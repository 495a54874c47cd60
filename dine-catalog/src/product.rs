use dine_core::catalog::{NewProduct, Product};
use dine_core::repository::ProductRepository;
use dine_core::CoreResult;
use tracing::info;

#[derive(Debug, Default, Clone, Copy)]
pub struct ProductService;

impl ProductService {
    pub fn new() -> Self {
        Self
    }

    pub async fn create<U>(&self, tx: &mut U, name: String, price: i64) -> CoreResult<Product>
    where
        U: ProductRepository + ?Sized,
    {
        let product = tx.create_product(NewProduct::new(name, price)?).await?;
        info!("Product {} ({}) added to catalog", product.id, product.name);
        Ok(product)
    }

    pub async fn list<U>(&self, tx: &mut U) -> CoreResult<Vec<Product>>
    where
        U: ProductRepository + ?Sized,
    {
        tx.list_products().await
    }
}

#[cfg(test)]
mod tests {
    use super::*;
    use dine_core::repository::Store;
    use dine_core::CoreError;
    use dine_store::MemoryStore;

    #[tokio::test]
    async fn test_product_catalog() {
        let store = MemoryStore::new();
        let mut tx = store.begin().await.unwrap();
        let service = ProductService::new();

        let chicken = service.create(&mut *tx, "Fried chicken".into(), 16_000).await.unwrap();
        assert_eq!(chicken.price, 16_000);

        assert!(matches!(
            service.create(&mut *tx, "Spicy chicken".into(), -1).await,
            Err(CoreError::ValidationError(_))
        ));
        assert_eq!(service.list(&mut *tx).await.unwrap(), vec![chicken]);
    }
}
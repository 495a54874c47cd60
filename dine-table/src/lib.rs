pub mod grouping;
pub mod table_service;

pub use grouping::{GroupedTables, TableGroupService};
pub use table_service::TableService;
use chrono::{DateTime, Utc};
use serde::{Deserialize, Serialize};

use crate::{CoreError, CoreResult, OrderId, ProductId, TableId};

/// Order status in the lifecycle
#[derive(Debug, Clone, Copy, Serialize, Deserialize, PartialEq, Eq, Hash)]
#[serde(rename_all = "SCREAMING_SNAKE_CASE")]
pub enum OrderStatus {
    Cooking,
    Meal,
    Completion,
}

impl OrderStatus {
    /// Statuses that still keep a table busy.
    pub const UNFINISHED: [OrderStatus; 2] = [OrderStatus::Cooking, OrderStatus::Meal];

    pub fn as_str(&self) -> &'static str {
        match self {
            OrderStatus::Cooking => "COOKING",
            OrderStatus::Meal => "MEAL",
            OrderStatus::Completion => "COMPLETION",
        }
    }

    pub fn is_completed(&self) -> bool {
        matches!(self, OrderStatus::Completion)
    }
}

impl std::str::FromStr for OrderStatus {
    type Err = CoreError;

    fn from_str(s: &str) -> Result<Self, Self::Err> {
        match s {
            "COOKING" => Ok(OrderStatus::Cooking),
            "MEAL" => Ok(OrderStatus::Meal),
            "COMPLETION" => Ok(OrderStatus::Completion),
            other => Err(CoreError::validation(format!("unknown order status {}", other))),
        }
    }
}

/// One product line on an order
#[derive(Debug, Clone, PartialEq, Eq, Serialize, Deserialize)]
pub struct OrderLineItem {
    pub product_id: ProductId,
    pub quantity: i64,
}

impl OrderLineItem {
    pub fn new(product_id: ProductId, quantity: i64) -> CoreResult<Self> {
        if quantity <= 0 {
            return Err(CoreError::validation(format!(
                "quantity for product {} must be positive, got {}",
                product_id, quantity
            )));
        }
        Ok(Self { product_id, quantity })
    }
}

#[derive(Debug, Clone, PartialEq, Eq, Serialize, Deserialize)]
pub struct Order {
    pub id: OrderId,
    pub order_table_id: TableId,
    pub status: OrderStatus,
    pub ordered_time: DateTime<Utc>,
    pub line_items: Vec<OrderLineItem>,
}

impl Order {
    pub fn ensure_not_completed(&self) -> CoreResult<()> {
        if self.status.is_completed() {
            return Err(CoreError::validation(format!(
                "order {} is already completed",
                self.id
            )));
        }
        Ok(())
    }

    /// Overwrite the status. Completion is the only lock; any other current
    /// status accepts any target, including going back to COOKING.
    pub fn change_status(&mut self, new_status: OrderStatus) -> CoreResult<()> {
        self.ensure_not_completed()?;
        self.status = new_status;
        Ok(())
    }
}

/// Order accepted from the floor but not yet persisted.
#[derive(Debug, Clone, PartialEq, Eq)]
pub struct NewOrder {
    pub order_table_id: TableId,
    pub status: OrderStatus,
    pub ordered_time: DateTime<Utc>,
    pub line_items: Vec<OrderLineItem>,
}

impl NewOrder {
    pub fn new(
        order_table_id: TableId,
        line_items: Vec<OrderLineItem>,
        now: DateTime<Utc>,
    ) -> CoreResult<Self> {
        if line_items.is_empty() {
            return Err(CoreError::validation("an order needs at least one line item"));
        }
        let mut order = Self {
            order_table_id,
            status: OrderStatus::Cooking,
            ordered_time: now,
            line_items,
        };
        order.start_cooking(now);
        Ok(order)
    }

    /// Send the order to the kitchen. The only place ordered_time is set.
    pub fn start_cooking(&mut self, now: DateTime<Utc>) {
        self.status = OrderStatus::Cooking;
        self.ordered_time = now;
    }
}
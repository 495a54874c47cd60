use dine_core::order::OrderStatus;
use dine_core::repository::{OrderRepository, TableRepository};
use dine_core::table::{NewOrderTable, OrderTable};
use dine_core::{CoreError, CoreResult, TableId};
use tracing::{info, warn};

/// Provisioning and seating of individual tables
#[derive(Debug, Default, Clone, Copy)]
pub struct TableService;

impl TableService {
    pub fn new() -> Self {
        Self
    }

    pub async fn create<U>(&self, tx: &mut U, number_of_guests: i32, empty: bool) -> CoreResult<OrderTable>
    where
        U: TableRepository + ?Sized,
    {
        let table = tx.create_table(NewOrderTable::new(number_of_guests, empty)?).await?;
        info!("Order table {} provisioned", table.id);
        Ok(table)
    }

    pub async fn list<U>(&self, tx: &mut U) -> CoreResult<Vec<OrderTable>>
    where
        U: TableRepository + ?Sized,
    {
        tx.list_tables().await
    }

    /// Mark a table free or occupied. Grouped tables and tables with open
    /// orders keep their state.
    pub async fn change_empty<U>(&self, tx: &mut U, table_id: TableId, empty: bool) -> CoreResult<OrderTable>
    where
        U: TableRepository + OrderRepository + ?Sized,
    {
        let mut table = load(tx, table_id).await?;

        if tx
            .exists_by_table_ids_and_status_in(&[table_id], &OrderStatus::UNFINISHED)
            .await?
        {
            warn!("Refusing to change occupancy of table {}: orders still open", table_id);
            return Err(CoreError::validation(format!(
                "table {} has unfinished orders",
                table_id
            )));
        }

        table.change_empty(empty)?;
        tx.update_table(&table).await
    }

    pub async fn change_number_of_guests<U>(
        &self,
        tx: &mut U,
        table_id: TableId,
        number_of_guests: i32,
    ) -> CoreResult<OrderTable>
    where
        U: TableRepository + ?Sized,
    {
        if number_of_guests < 0 {
            return Err(CoreError::validation(format!(
                "number of guests must not be negative, got {}",
                number_of_guests
            )));
        }

        let mut table = load(tx, table_id).await?;
        table.change_number_of_guests(number_of_guests)?;
        tx.update_table(&table).await
    }
}

async fn load<U>(tx: &mut U, table_id: TableId) -> CoreResult<OrderTable>
where
    U: TableRepository + ?Sized,
{
    tx.get_table(table_id)
        .await?
        .ok_or_else(|| CoreError::not_found(format!("order table {}", table_id)))
}
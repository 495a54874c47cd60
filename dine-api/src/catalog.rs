use axum::{extract::State, http::StatusCode, routing::get, Json, Router};
use serde::{Deserialize, Serialize};

use dine_core::catalog::{Menu, MenuGroup, MenuProduct, Product};
use dine_core::{CoreResult, MenuGroupId, MenuId, ProductId};

use crate::{error::{AppError, AppJson}, state::AppState};

#[derive(Debug, Deserialize)]
pub struct CreateProductRequest {
    pub name: String,
    pub price: i64,
}

#[derive(Debug, Serialize, Deserialize)]
pub struct ProductResponse {
    pub id: ProductId,
    pub name: String,
    pub price: i64,
}

impl From<Product> for ProductResponse {
    fn from(product: Product) -> Self {
        Self { id: product.id, name: product.name, price: product.price }
    }
}

#[derive(Debug, Deserialize)]
pub struct CreateMenuGroupRequest {
    pub name: String,
}

#[derive(Debug, Serialize, Deserialize)]
pub struct MenuGroupResponse {
    pub id: MenuGroupId,
    pub name: String,
}

impl From<MenuGroup> for MenuGroupResponse {
    fn from(group: MenuGroup) -> Self {
        Self { id: group.id, name: group.name }
    }
}

#[derive(Debug, Deserialize)]
pub struct CreateMenuRequest {
    pub name: String,
    pub price: i64,
    pub menu_group_id: MenuGroupId,
    pub menu_products: Vec<MenuProductRequest>,
}

#[derive(Debug, Deserialize)]
pub struct MenuProductRequest {
    pub product_id: ProductId,
    pub quantity: i64,
}

#[derive(Debug, Serialize, Deserialize)]
pub struct MenuResponse {
    pub id: MenuId,
    pub name: String,
    pub price: i64,
    pub menu_group_id: MenuGroupId,
    pub menu_products: Vec<MenuProductResponse>,
}

#[derive(Debug, Serialize, Deserialize)]
pub struct MenuProductResponse {
    pub product_id: ProductId,
    pub quantity: i64,
}

impl From<Menu> for MenuResponse {
    fn from(menu: Menu) -> Self {
        Self {
            id: menu.id,
            name: menu.name,
            price: menu.price,
            menu_group_id: menu.menu_group_id,
            menu_products: menu
                .menu_products
                .into_iter()
                .map(|line| MenuProductResponse { product_id: line.product_id, quantity: line.quantity })
                .collect(),
        }
    }
}

pub fn routes() -> Router<AppState> {
    Router::new()
        .route("/api/products", get(list_products).post(create_product))
        .route("/api/menu-groups", get(list_menu_groups).post(create_menu_group))
        .route("/api/menus", get(list_menus).post(create_menu))
}

async fn create_product(
    State(state): State<AppState>,
    AppJson(req): AppJson<CreateProductRequest>,
) -> Result<(StatusCode, Json<ProductResponse>), AppError> {
    let mut tx = state.store.begin().await?;
    let product = state.products.create(&mut *tx, req.name, req.price).await?;
    tx.commit().await?;

    Ok((StatusCode::CREATED, Json(product.into())))
}

async fn list_products(State(state): State<AppState>) -> Result<Json<Vec<ProductResponse>>, AppError> {
    let mut tx = state.store.begin().await?;
    let products = state.products.list(&mut *tx).await?;

    Ok(Json(products.into_iter().map(Into::into).collect()))
}

async fn create_menu_group(
    State(state): State<AppState>,
    AppJson(req): AppJson<CreateMenuGroupRequest>,
) -> Result<(StatusCode, Json<MenuGroupResponse>), AppError> {
    let mut tx = state.store.begin().await?;
    let group = state.menu_groups.create(&mut *tx, req.name).await?;
    tx.commit().await?;

    Ok((StatusCode::CREATED, Json(group.into())))
}

async fn list_menu_groups(State(state): State<AppState>) -> Result<Json<Vec<MenuGroupResponse>>, AppError> {
    let mut tx = state.store.begin().await?;
    let groups = state.menu_groups.list(&mut *tx).await?;

    Ok(Json(groups.into_iter().map(Into::into).collect()))
}

async fn create_menu(
    State(state): State<AppState>,
    AppJson(req): AppJson<CreateMenuRequest>,
) -> Result<(StatusCode, Json<MenuResponse>), AppError> {
    let menu_products = req
        .menu_products
        .into_iter()
        .map(|line| MenuProduct::new(line.product_id, line.quantity))
        .collect::<CoreResult<Vec<_>>>()?;

    let mut tx = state.store.begin().await?;
    let menu = state
        .menus
        .create(&mut *tx, req.name, req.price, req.menu_group_id, menu_products)
        .await?;
    tx.commit().await?;

    Ok((StatusCode::CREATED, Json(menu.into())))
}

async fn list_menus(State(state): State<AppState>) -> Result<Json<Vec<MenuResponse>>, AppError> {
    let mut tx = state.store.begin().await?;
    let menus = state.menus.list(&mut *tx).await?;

    Ok(Json(menus.into_iter().map(Into::into).collect()))
}
#[async_trait]
impl OrderRepository for PgUnitOfWork {
    async fn create_order(&mut self, order: NewOrder) -> CoreResult<Order> {
        let row = sqlx::query_as::<_, OrderRow>(
            "INSERT INTO orders (order_table_id, order_status, ordered_time) VALUES ($1, $2, $3) \
             RETURNING id, order_table_id, order_status, ordered_time",
        )
        .bind(order.order_table_id.0)
        .bind(order.status.as_str())
        .bind(order.ordered_time)
        .fetch_one(&mut *self.tx)
        .await
        .map_err(db_err)?;

        for item in &order.line_items {
            sqlx::query(
                "INSERT INTO order_line_items (order_id, product_id, quantity) VALUES ($1, $2, $3)",
            )
            .bind(row.id)
            .bind(item.product_id.0)
            .bind(item.quantity)
            .execute(&mut *self.tx)
            .await
            .map_err(db_err)?;
        }

        row.into_order(order.line_items)
    }

    async fn get_order(&mut self, id: OrderId) -> CoreResult<Option<Order>> {
        let row = sqlx::query_as::<_, OrderRow>(
            "SELECT id, order_table_id, order_status, ordered_time FROM orders WHERE id = $1 FOR UPDATE",
        )
        .bind(id.0)
        .fetch_optional(&mut *self.tx)
        .await
        .map_err(db_err)?;

        let Some(row) = row else {
            return Ok(None);
        };

        let items = sqlx::query_as::<_, OrderLineItemRow>(
            "SELECT order_id, product_id, quantity FROM order_line_items \
             WHERE order_id = $1 ORDER BY seq",
        )
        .bind(row.id)
        .fetch_all(&mut *self.tx)
        .await
        .map_err(db_err)?;

        let line_items = items
            .into_iter()
            .map(|item| OrderLineItem {
                product_id: ProductId(item.product_id),
                quantity: item.quantity,
            })
            .collect();

        row.into_order(line_items).map(Some)
    }

    async fn list_orders(&mut self) -> CoreResult<Vec<Order>> {
        let rows = sqlx::query_as::<_, OrderRow>(
            "SELECT id, order_table_id, order_status, ordered_time FROM orders ORDER BY id",
        )
        .fetch_all(&mut *self.tx)
        .await
        .map_err(db_err)?;

        let items = sqlx::query_as::<_, OrderLineItemRow>(
            "SELECT order_id, product_id, quantity FROM order_line_items ORDER BY seq",
        )
        .fetch_all(&mut *self.tx)
        .await
        .map_err(db_err)?;

        let mut items_by_order: HashMap<i64, Vec<OrderLineItem>> = HashMap::new();
        for item in items {
            items_by_order.entry(item.order_id).or_default().push(OrderLineItem {
                product_id: ProductId(item.product_id),
                quantity: item.quantity,
            });
        }

        rows.into_iter()
            .map(|row| {
                let line_items = items_by_order.remove(&row.id).unwrap_or_default();
                row.into_order(line_items)
            })
            .collect()
    }

    async fn exists_by_table_ids_and_status_in(
        &mut self,
        table_ids: &[TableId],
        statuses: &[OrderStatus],
    ) -> CoreResult<bool> {
        let statuses: Vec<String> = statuses.iter().map(|s| s.as_str().to_string()).collect();

        sqlx::query_scalar::<_, bool>(
            "SELECT EXISTS (SELECT 1 FROM orders WHERE order_table_id = ANY($1) AND order_status = ANY($2))",
        )
        .bind(raw_ids(table_ids))
        .bind(statuses)
        .fetch_one(&mut *self.tx)
        .await
        .map_err(db_err)
    }

    async fn update_order_status(&mut self, id: OrderId, status: OrderStatus) -> CoreResult<()> {
        let result = sqlx::query("UPDATE orders SET order_status = $2 WHERE id = $1")
            .bind(id.0)
            .bind(status.as_str())
            .execute(&mut *self.tx)
            .await
            .map_err(db_err)?;

        if result.rows_affected() == 0 {
            return Err(CoreError::not_found(format!("order {}", id)));
        }
        Ok(())
    }
}
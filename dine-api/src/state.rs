use std::sync::Arc;

use dine_catalog::{MenuGroupService, MenuService, ProductService};
use dine_core::repository::Store;
use dine_core::Clock;
use dine_order::OrderManager;
use dine_table::{TableGroupService, TableService};

#[derive(Clone)]
pub struct AppState {
    pub store: Arc<dyn Store>,
    pub tables: TableService,
    pub table_groups: Arc<TableGroupService>,
    pub orders: Arc<OrderManager>,
    pub products: ProductService,
    pub menu_groups: MenuGroupService,
    pub menus: MenuService,
}

impl AppState {
    pub fn new(store: Arc<dyn Store>, clock: Arc<dyn Clock>) -> Self {
        Self {
            store,
            tables: TableService::new(),
            table_groups: Arc::new(TableGroupService::new(clock.clone())),
            orders: Arc::new(OrderManager::new(clock)),
            products: ProductService::new(),
            menu_groups: MenuGroupService::new(),
            menus: MenuService::new(),
        }
    }
}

▸ Your objective: Your response should be each line that includes the word "AppError", copied from the records.

▸ Reply:
use crate::{error::{AppError, AppJson}, state::AppState};
) -> Result<(StatusCode, Json<ProductResponse>), AppError> {
async fn list_products(State(state): State<AppState>) -> Result<Json<Vec<ProductResponse>>, AppError> {
) -> Result<(StatusCode, Json<MenuGroupResponse>), AppError> {
async fn list_menu_groups(State(state): State<AppState>) -> Result<Json<Vec<MenuGroupResponse>>, AppError> {
) -> Result<(StatusCode, Json<MenuResponse>), AppError> {
async fn list_menus(State(state): State<AppState>) -> Result<Json<Vec<MenuResponse>>, AppError> {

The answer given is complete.